Una mappatura precisa dei manoscritti virgiliani prima del XIII sec. è difficilmente tracciabile, in assenza di elementi precisi che consentano senza ombra di dubbio di precisare data e luogo per ciascun codice. Tuttavia, in base a vari criteri (analisi della scrittura, delle note di possesso, delle illustrazioni) è possibile formulare delle ipotesi verosimili che consentono di individuare delle tendenze generali (vd. Holtz e Munk Olsen).
In primo luogo, i manoscritti conservati prima del XII sec. si concentrano in due periodi: all’incirca la seconda metà del IX sec. e la fine del X e l’inizio dell’XI sec. Questa circostanza non sembra casuale (come, al contrario, la scomparsa di manoscritti in altri periodi), ma testimonia indiscutibilmente un fervore di studi attorno al testo di Virgilio.
D’altra parte, mentre fino al IX sec. quasi tutti i manoscritti conservati provengono dal territorio corrispondente all’attuale Francia (e, in parte minore, dalla Germania), successivamente si nota una maggiore diffusione dell’opera virgiliana in tutto l’impero carolingio (comprese le frange estreme, come Inghilterra e Spagna) e in Italia meridionale.
IX | X | X-XI | XI | |
Francia | 31 | 5 | 1 | 4 |
Germania | 8 | 3 | 4 | 4 |
Inghilterra | 4 | |||
Italia (N) | 2 | 2 | ||
Italia (S) | 2 | 7 | ||
Spagna | 1 | |||
Austria-Svizzera | 1 | 1 | ||
NC | 1 | 7 | 6 | 18 |
L’impressione che si riceve da questi dati orientativi è che la fortuna del testo di Virgilio abbia conosciuto una prima fase ‘francese’, che registra un’esplosione dopo l’850, probabilmente a causa della proliferazione delle copie e del consolidamento nella pratica scrittoria e scolastica di uno standard definito all’inizio del secolo. In seguito, questo modello viene esportato e arricchito in altri centri, cosicché si può definire una seconda fase ‘europea’ della fortuna del testo, che culmina due secoli dopo. Nel frattempo anche altri autori classici (specie Orazio e Ovidio) erano entrati nel canone scolastico: la concorrenza con questi testi e la necessità di selezionare un numero contenuto di letture indispensabili ha probabilmente aver condizionato anche la tradizione di Virgilio: a partire dal X sec. sono testimoniate edizioni separate dell’Eneide (il primo esempio è il Florent. Laur. Ashb.23), poema a cui soprattutto nel XII sec. verrà data la preferenza rispetto a Bucoliche e Georgiche (spesso raggruppati con l’Appendix come Carmina minora). Un altro fattore che può aver influito sullo sviluppo di questa tendenza è l’influsso del commento di Servio, che si apre appunto con l’Eneide per passare ai poemi minori.

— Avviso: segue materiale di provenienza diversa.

//! Configuration models.
//!
//! Two files live in the showcase config directory:
//!
//! - `secret.json`: API credentials ([`SecretConfig`])
//! - `config.toml`: non-secret application settings ([`AppConfig`])

use crate::latency::SimulatedLatency;
use serde::{Deserialize, Serialize};
use std::time::Duration;

pub const DEFAULT_GEMINI_MODEL: &str = "gemini-2.5-flash";
pub const DEFAULT_GEMINI_BASE_URL: &str = "https://generativelanguage.googleapis.com/v1beta/models";
pub const DEFAULT_HANDOFF_DELAY_MS: u64 = 2000;

/// Root configuration structure for secret.json
#[derive(Debug, Clone, Default, Serialize, Deserialize)]
pub struct SecretConfig {
    #[serde(default)]
    pub gemini: Option<GeminiConfig>,
}

/// Gemini API configuration
#[derive(Clone, Serialize, Deserialize)]
pub struct GeminiConfig {
    pub api_key: String,
    #[serde(default)]
    pub model_name: Option<String>,
}

impl std::fmt::Debug for GeminiConfig {
    fn fmt(&self, f: &mut std::fmt::Formatter<'_>) -> std::fmt::Result {
        f.debug_struct("GeminiConfig")
            .field("api_key", &"<redacted>")
            .field("model_name", &self.model_name)
            .finish()
    }
}

/// Root structure of config.toml
#[derive(Debug, Clone, Default, PartialEq, Eq, Serialize, Deserialize)]
pub struct AppConfig {
    #[serde(default)]
    pub advisor: AdvisorSettings,
}

/// `[advisor]` table of config.toml
#[derive(Debug, Clone, PartialEq, Eq, Serialize, Deserialize)]
#[serde(default)]
pub struct AdvisorSettings {
    /// Gemini model name; secret.json's `model_name` takes precedence.
    pub model: String,
    pub base_url: String,
    /// Simulated delay before the hand-off confirmation appears.
    pub handoff_delay_ms: u64,
    /// Outbound request timeout. `None` keeps the HTTP client's default.
    pub request_timeout_secs: Option<u64>,
    /// Overrides the default greeting. An empty string disables it.
    pub greeting: Option<String>,
}

impl Default for AdvisorSettings {
    fn default() -> Self {
        Self {
            model: DEFAULT_GEMINI_MODEL.to_string(),
            base_url: DEFAULT_GEMINI_BASE_URL.to_string(),
            handoff_delay_ms: DEFAULT_HANDOFF_DELAY_MS,
            request_timeout_secs: None,
            greeting: None,
        }
    }
}

impl AdvisorSettings {
    pub fn handoff_latency(&self) -> SimulatedLatency {
        SimulatedLatency::from_millis(self.handoff_delay_ms)
    }

    pub fn request_timeout(&self) -> Option<Duration> {
        self.request_timeout_secs.map(Duration::from_secs)
    }
}
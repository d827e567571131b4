//! Case repository trait.
//!
//! Defines the interface for the in-memory case collection.

use super::model::SuccessCase;

/// An abstract repository for the success case collection.
///
/// The collection is ordered newest-first: `add` prepends. Implementations
/// hold the records for the lifetime of the process only.
///
/// Callers are responsible for supplying unique ids; the repository does not
/// enforce uniqueness.
pub trait CaseRepository: Send + Sync {
    /// Lists all cases, newest first.
    fn list_all(&self) -> Vec<SuccessCase>;

    /// Finds a case by its ID.
    ///
    /// # Returns
    ///
    /// - `Some(SuccessCase)`: Case found
    /// - `None`: No case with that ID
    fn find_by_id(&self, case_id: &str) -> Option<SuccessCase>;

    /// Returns true if a case with this ID exists.
    fn contains(&self, case_id: &str) -> bool {
        self.find_by_id(case_id).is_some()
    }

    /// Prepends a case to the front of the collection.
    fn add(&self, case: SuccessCase);
}
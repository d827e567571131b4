use super::utils::{parse_industry, parse_role, print_case_detail, print_case_row, seeded_repository};
use anyhow::{Result, bail};
use colored::Colorize;
use showcase_core::case::{CaseFilter, FACET_ALL, Industry, Role};
use strum::IntoEnumIterator;

pub fn list(role: &str, industry: &str, query: &str) -> Result<()> {
    let filter = CaseFilter::new(parse_role(role)?, parse_industry(industry)?, query);
    let cases = filter.apply(&seeded_repository().list_all());

    if cases.is_empty() {
        println!("{}", "No cases match the current filter.".bright_black());
        return Ok(());
    }
    for case in &cases {
        print_case_row(case);
    }
    Ok(())
}

pub fn show(id: &str) -> Result<()> {
    let Some(case) = seeded_repository().find_by_id(id) else {
        bail!("No case with id '{id}'");
    };
    print_case_detail(&case);
    Ok(())
}

pub fn print_facets() {
    println!("{}", "Roles:".bold());
    println!("  {FACET_ALL}");
    for role in Role::iter() {
        println!("  {} {} {}", role, role.icon(), role.label().bright_black());
    }
    println!("{}", "Industries:".bold());
    println!("  {FACET_ALL}");
    for industry in Industry::iter() {
        println!(
            "  {} {} {}",
            industry,
            industry.icon(),
            industry.label().bright_black()
        );
    }
}
pub mod config_service;
pub mod in_memory_case_repository;
pub mod paths;
pub mod secret_service;

pub use crate::config_service::ConfigService;
pub use crate::in_memory_case_repository::InMemoryCaseRepository;
pub use crate::secret_service::SecretServiceImpl;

Invece tutti i manoscritti di Virgilio del IX sec. (e una buona parte dei manoscritti di X-XII sec.) presentano contestualmente le tre opere, nell’ordine già consolidato nella tradizione più antica (Bucoliche, Georgiche, Eneide): da questa probabimente, oltre che dall’organizzazione del lavoro di copia, deriva anche l’uso di far corrispondere l’inizio di un’opera all’inizio di un nuovo fascicolo, che si osserva a volte anche nei manoscritti carolingi (vd. Bern. 172+Par. lat. 7929-I; Guelf. Gud. lat. 70).
Estratti virgiliani in manoscritti di altri autori non sono molto frequenti nel IX sec.; Holtz ha segnalato due casi: un codice liturgico tedesco della prima metà del IX sec. (Guelf. Weiss. 91) e una raccolta di carmina christiana dela metà del IX sec. probabilmente confezionata a Laon (Bern. 455). Lemmi di Virgilio compaiono anche in alcuni florilegi prosodici, tra cui in particolare l’Opus Prosodiacum di Mico di Saint Riquier (ca. 840), gli Exempla diversorum auctorum contenuti nel Reg. lat. 215 (Laon, IXex.), e un florilegio premesso ad un commento a Giovenale nel Sangallens. 870 (Reichenau, metà del IX sec.).
I florilegi sono una delle tipiche manifestazioni dell’approccio agli auctores nel Medioevo, basata su una parcellizzazione e una transcodificazione del testo, che risulta così ridotto a un insieme di exempla ad uso scolastico. Parallelamente si era sviluppata la letteratura degli accessus e dei commenti, che costituivano dei percorsi obbligati per accostarsi ai testi classici, come dimostra la loro cospicua presenza nei manoscritti carolingi contenenti il testo integrale degli auctores.